### Task prompt
Transcribe word for word the lines below from the line with "#[derive(Debug, Clone, Serialize, Default)]" through the line with "on stop+content collision", ends included.

### Provided entries

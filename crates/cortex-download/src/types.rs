//! Task/Item types shared by the scheduler, the fetcher, and callers.

use serde::{Deserialize, Serialize};

#[derive(Debug, Clone, Copy, PartialEq, Eq, Serialize, Deserialize)]
#[serde(rename_all = "snake_case")]
pub enum TaskKind {
    Engine,
    Model,
    CudaToolkit,
    Misc,
}

#[derive(Debug, Clone, Copy, PartialEq, Eq, Serialize, Deserialize)]
#[serde(rename_all = "snake_case")]
pub enum ItemStatus {
    Pending,
    InProgress,
    Completed,
    Failed,
    Cancelled,
}

impl ItemStatus {
    /// Order used to compute a task's overall status as "worst of its items".
    fn rank(self) -> u8 {
        match self {
            ItemStatus::Completed => 0,
            ItemStatus::Pending => 1,
            ItemStatus::InProgress => 2,
            ItemStatus::Cancelled => 3,
            ItemStatus::Failed => 4,
        }
    }
}

#[derive(Debug, Clone, Serialize, Deserialize)]
pub struct DownloadItem {
    pub id: String,
    pub source_url: String,
    pub destination: std::path::PathBuf,
    pub expected_bytes: Option<u64>,
    pub downloaded_bytes: u64,
    pub status: ItemStatus,
    /// Optional expected sha256, verified on completion per spec.md §4.3.
    pub expected_sha256: Option<String>,
}

impl DownloadItem {
    pub fn new(id: impl Into<String>, source_url: impl Into<String>, destination: impl Into<std::path::PathBuf>) -> Self {
        Self {
            id: id.into(),
            source_url: source_url.into(),
            destination: destination.into(),
            expected_bytes: None,
            downloaded_bytes: 0,
            status: ItemStatus::Pending,
            expected_sha256: None,
        }
    }
}

#[derive(Debug, Clone, Serialize, Deserialize)]
pub struct DownloadTask {
    pub id: String,
    pub kind: TaskKind,
    pub items: Vec<DownloadItem>,
}

impl DownloadTask {
    /// The task's overall status: the worst status among its items, per
    /// spec.md §3 ("task status = worst of its items").
    pub fn overall_status(&self) -> ItemStatus {
        self.items
            .iter()
            .map(|i| i.status)
            .max_by_key(|s| s.rank())
            .unwrap_or(ItemStatus::Completed)
    }
}

#[cfg(test)]
mod tests {
    use super::*;

    fn item(status: ItemStatus) -> DownloadItem {
        DownloadItem {
            status,
            ..DownloadItem::new("i1", "https://example.test/a", "/tmp/a")
        }
    }

    #[test]
    fn overall_status_is_worst_of_items() {
        let task = DownloadTask {
            id: "t1".to_string(),
            kind: TaskKind::Engine,
            items: vec![item(ItemStatus::Completed), item(ItemStatus::Failed), item(ItemStatus::InProgress)],
        };
        assert_eq!(task.overall_status(), ItemStatus::Failed);
    }

    #[test]
    fn empty_task_is_completed() {
        let task = DownloadTask {
            id: "t1".to_string(),
            kind: TaskKind::Misc,
            items: vec![],
        };
        assert_eq!(task.overall_status(), ItemStatus::Completed);
    }
}
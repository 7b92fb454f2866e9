//! OpenAI-compatible response shapes for both the non-streaming completion
//! object and the streaming chunk frames, plus the embeddings response.

use cortex_loader::Usage;
use serde::Serialize;

fn completion_id() -> String {
    format!("chatcmpl-{}", uuid::Uuid::new_v4().simple())
}

fn now_unix() -> i64 {
    chrono::Utc::now().timestamp()
}

#[derive(Debug, Clone, Serialize)]
pub struct ChatCompletionMessage {
    pub role: &'static str,
    pub content: String,
}

#[derive(Debug, Clone, Serialize)]
pub struct ChatCompletionChoice {
    pub index: u32,
    pub message: ChatCompletionMessage,
    pub finish_reason: &'static str,
}

#[derive(Debug, Clone, Serialize)]
pub struct UsageResponse {
    pub prompt_tokens: u32,
    pub completion_tokens: u32,
    pub total_tokens: u32,
}

impl From<Usage> for UsageResponse {
    fn from(usage: Usage) -> Self {
        Self {
            prompt_tokens: usage.prompt_tokens,
            completion_tokens: usage.completion_tokens,
            total_tokens: usage.total_tokens,
        }
    }
}

#[derive(Debug, Clone, Serialize)]
pub struct ChatCompletionResponse {
    pub id: String,
    pub object: &'static str,
    pub created: i64,
    pub model: String,
    pub choices: Vec<ChatCompletionChoice>,
    pub usage: UsageResponse,
}

impl ChatCompletionResponse {
    pub fn new(model: String, content: String, usage: UsageResponse) -> Self {
        Self {
            id: completion_id(),
            object: "chat.completion",
            created: now_unix(),
            model,
            choices: vec![ChatCompletionChoice {
                index: 0,
                message: ChatCompletionMessage {
                    role: "assistant",
                    content,
                },
                finish_reason: "stop",
            }],
            usage,
        }
    }
}

#[derive(Debug, Clone, Serialize, Default)]
pub struct ChatCompletionDelta {
    #[serde(skip_serializing_if = "Option::is_none")]
    pub role: Option<&'static str>,
    #[serde(skip_serializing_if = "Option::is_none")]
    pub content: Option<String>,
}

#[derive(Debug, Clone, Serialize)]
pub struct ChatCompletionChunkChoice {
    pub index: u32,
    pub delta: ChatCompletionDelta,
    #[serde(skip_serializing_if = "Option::is_none")]
    pub finish_reason: Option<&'static str>,
}

/// One SSE `data:` frame. Spec.md's Open Question on stop+content collision
/// is resolved by emitting them as two separate frames: a content chunk
/// followed, if this was also the final result, by a distinct stop chunk.
#[derive(Debug, Clone, Serialize)]
pub struct ChatCompletionChunk {
    pub id: String,
    pub object: &'static str,
    pub created: i64,
    pub model: String,
    pub choices: Vec<ChatCompletionChunkChoice>,
}

impl ChatCompletionChunk {
    pub fn role_opening(id: &str, model: &str) -> Self {
        Self {
            id: id.to_string(),
            object: "chat.completion.chunk",
            created: now_unix(),
            model: model.to_string(),
            choices: vec![ChatCompletionChunkChoice {
                index: 0,
                delta: ChatCompletionDelta {
                    role: Some("assistant"),
                    content: None,
                },
                finish_reason: None,
            }],
        }
    }

    pub fn content(id: &str, model: &str, content: String) -> Self {
        Self {
            id: id.to_string(),
            object: "chat.completion.chunk",
            created: now_unix(),
            model: model.to_string(),
            choices: vec![ChatCompletionChunkChoice {
                index: 0,
                delta: ChatCompletionDelta {
                    role: None,
                    content: Some(content),
                },
                finish_reason: None,
            }],
        }
    }

    pub fn stop(id: &str, model: &str) -> Self {
        Self {
            id: id.to_string(),
            object: "chat.completion.chunk",
            created: now_unix(),
            model: model.to_string(),
            choices: vec![ChatCompletionChunkChoice {
                index: 0,
                delta: ChatCompletionDelta::default(),
                finish_reason: Some("stop"),
            }],
        }
    }

    pub fn new_id() -> String {
        completion_id()
    }
}

#[derive(Debug, Clone, Serialize)]
pub struct EmbeddingRecord {
    pub object: &'static str,
    pub embedding: Vec<f32>,
    pub index: usize,
}

#[derive(Debug, Clone, Serialize)]
pub struct EmbeddingsResponse {
    pub object: &'static str,
    pub data: Vec<EmbeddingRecord>,
    pub model: String,
    pub usage: UsageResponse,
}
//! Cortex CLI: a thin HTTP client for `cortex-server`, not a parser
//! framework of its own. Mirrors `dashflow-cli`'s `Cli`/`Commands` shape,
//! scaled down to the subcommands §6 names.

mod client;
mod commands;
mod error;

use std::process::ExitCode;

use clap::{Parser, Subcommand};

use client::CortexClient;
use commands::{engines, models, ps, serve};
use error::CliError;

#[derive(Parser)]
#[command(name = "cortex")]
#[command(version = env!("CARGO_PKG_VERSION"))]
#[command(about = "Cortex local inference control plane client", long_about = None)]
struct Cli {
    /// cortex-server host, overriding the default loopback address.
    #[arg(long, global = true, default_value_t = cortex_config::Config::defaults().host)]
    host: String,

    /// cortex-server port.
    #[arg(long, global = true, default_value_t = cortex_config::Config::defaults().port)]
    port: u16,

    #[command(subcommand)]
    command: Commands,
}

#[derive(Subcommand)]
enum Commands {
    /// Engine family/variant operations: list, install, uninstall, use
    Engines(engines::EnginesArgs),

    /// Model operations: list, pull, run
    Models(models::ModelsArgs),

    /// List currently loaded engine families
    Ps(ps::PsArgs),

    /// Start (or confirm) the cortex-server process
    Serve(serve::ServeArgs),
}

#[tokio::main]
async fn main() -> ExitCode {
    tracing_subscriber::fmt().with_env_filter(tracing_subscriber::EnvFilter::from_default_env()).try_init().ok();

    let cli = Cli::parse();

    let result = match cli.command {
        Commands::Serve(args) => serve::run(args, &cli.host, cli.port).await,
        Commands::Engines(args) => {
            with_server(&cli.host, cli.port, |client| engines::run(args, client)).await
        }
        Commands::Models(args) => {
            with_server(&cli.host, cli.port, |client| models::run(args, client)).await
        }
        Commands::Ps(args) => with_server(&cli.host, cli.port, |client| ps::run(args, client)).await,
    };

    match result {
        Ok(()) => ExitCode::SUCCESS,
        Err(err) => {
            eprintln!("error: {err}");
            err.exit_code()
        }
    }
}

/// Every non-`serve` subcommand needs a reachable server; launch one if
/// nothing answers on `host:port`, then run `body` against it.
async fn with_server<F, Fut>(host: &str, port: u16, body: F) -> Result<(), CliError>
where
    F: FnOnce(&CortexClient) -> Fut,
    Fut: std::future::Future<Output = Result<(), CliError>>,
{
    let base_url = format!("http://{host}:{port}");
    let client = CortexClient::new(base_url);
    if !client.is_reachable().await {
        serve::ensure_running(host, port, &client).await?;
    }
    body(&client).await
}
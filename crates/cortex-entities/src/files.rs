//! The `files` table: on-disk artifacts (downloaded archives, extracted
//! engine binaries) tracked by path, for garbage-collection and integrity
//! reporting.

use crate::pool::{self, Pool};
use cortex_core::Result;
use rusqlite::{params, OptionalExtension, Row};
use serde::{Deserialize, Serialize};

#[derive(Debug, Clone, Serialize, Deserialize)]
pub struct FileEntry {
    pub id: String,
    pub path: String,
    pub size_bytes: i64,
    pub sha256: Option<String>,
    pub created_at: String,
}

fn from_row(row: &Row<'_>) -> rusqlite::Result<FileEntry> {
    Ok(FileEntry {
        id: row.get("id")?,
        path: row.get("path")?,
        size_bytes: row.get("size_bytes")?,
        sha256: row.get("sha256")?,
        created_at: row.get("created_at")?,
    })
}

pub fn insert(pool: &Pool, entry: &FileEntry) -> Result<()> {
    let conn = pool::get(pool)?;
    conn.execute(
        "INSERT INTO files (id, path, size_bytes, sha256, created_at)
         VALUES (?1, ?2, ?3, ?4, ?5)
         ON CONFLICT(path) DO UPDATE SET
            size_bytes = excluded.size_bytes,
            sha256 = excluded.sha256",
        params![entry.id, entry.path, entry.size_bytes, entry.sha256, entry.created_at],
    )
    .map_err(|e| cortex_core::Error::internal(e.to_string()))?;
    Ok(())
}

pub fn get_by_path(pool: &Pool, path: &str) -> Result<Option<FileEntry>> {
    let conn = pool::get(pool)?;
    conn.query_row("SELECT * FROM files WHERE path = ?1", params![path], from_row)
        .optional()
        .map_err(|e| cortex_core::Error::internal(e.to_string()))
}

pub fn delete_by_path(pool: &Pool, path: &str) -> Result<bool> {
    let conn = pool::get(pool)?;
    let affected = conn
        .execute("DELETE FROM files WHERE path = ?1", params![path])
        .map_err(|e| cortex_core::Error::internal(e.to_string()))?;
    Ok(affected > 0)
}

#[cfg(test)]
mod tests {
    use super::*;

    #[test]
    fn insert_then_get_by_path() {
        let dir = tempfile::tempdir().unwrap();
        let pool = pool::open(&dir.path().join("cortex.db")).unwrap();
        insert(
            &pool,
            &FileEntry {
                id: "f1".to_string(),
                path: "/data/engines/llama-cpp/linux-amd64-avx2/0.1.0/version.txt".to_string(),
                size_bytes: 5,
                sha256: None,
                created_at: "2026-07-26T00:00:00Z".to_string(),
            },
        )
        .unwrap();

        let found = get_by_path(&pool, "/data/engines/llama-cpp/linux-amd64-avx2/0.1.0/version.txt")
            .unwrap()
            .unwrap();
        assert_eq!(found.size_bytes, 5);
    }
}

### Task result
#[derive(Debug, Clone, Serialize, Default)]
pub struct ChatCompletionDelta {
    #[serde(skip_serializing_if = "Option::is_none")]
    pub role: Option<&'static str>,
    #[serde(skip_serializing_if = "Option::is_none")]
    pub content: Option<String>,
}

#[derive(Debug, Clone, Serialize)]
pub struct ChatCompletionChunkChoice {
    pub index: u32,
    pub delta: ChatCompletionDelta,
    #[serde(skip_serializing_if = "Option::is_none")]
    pub finish_reason: Option<&'static str>,
}

/// One SSE `data:` frame. Spec.md's Open Question on stop+content collision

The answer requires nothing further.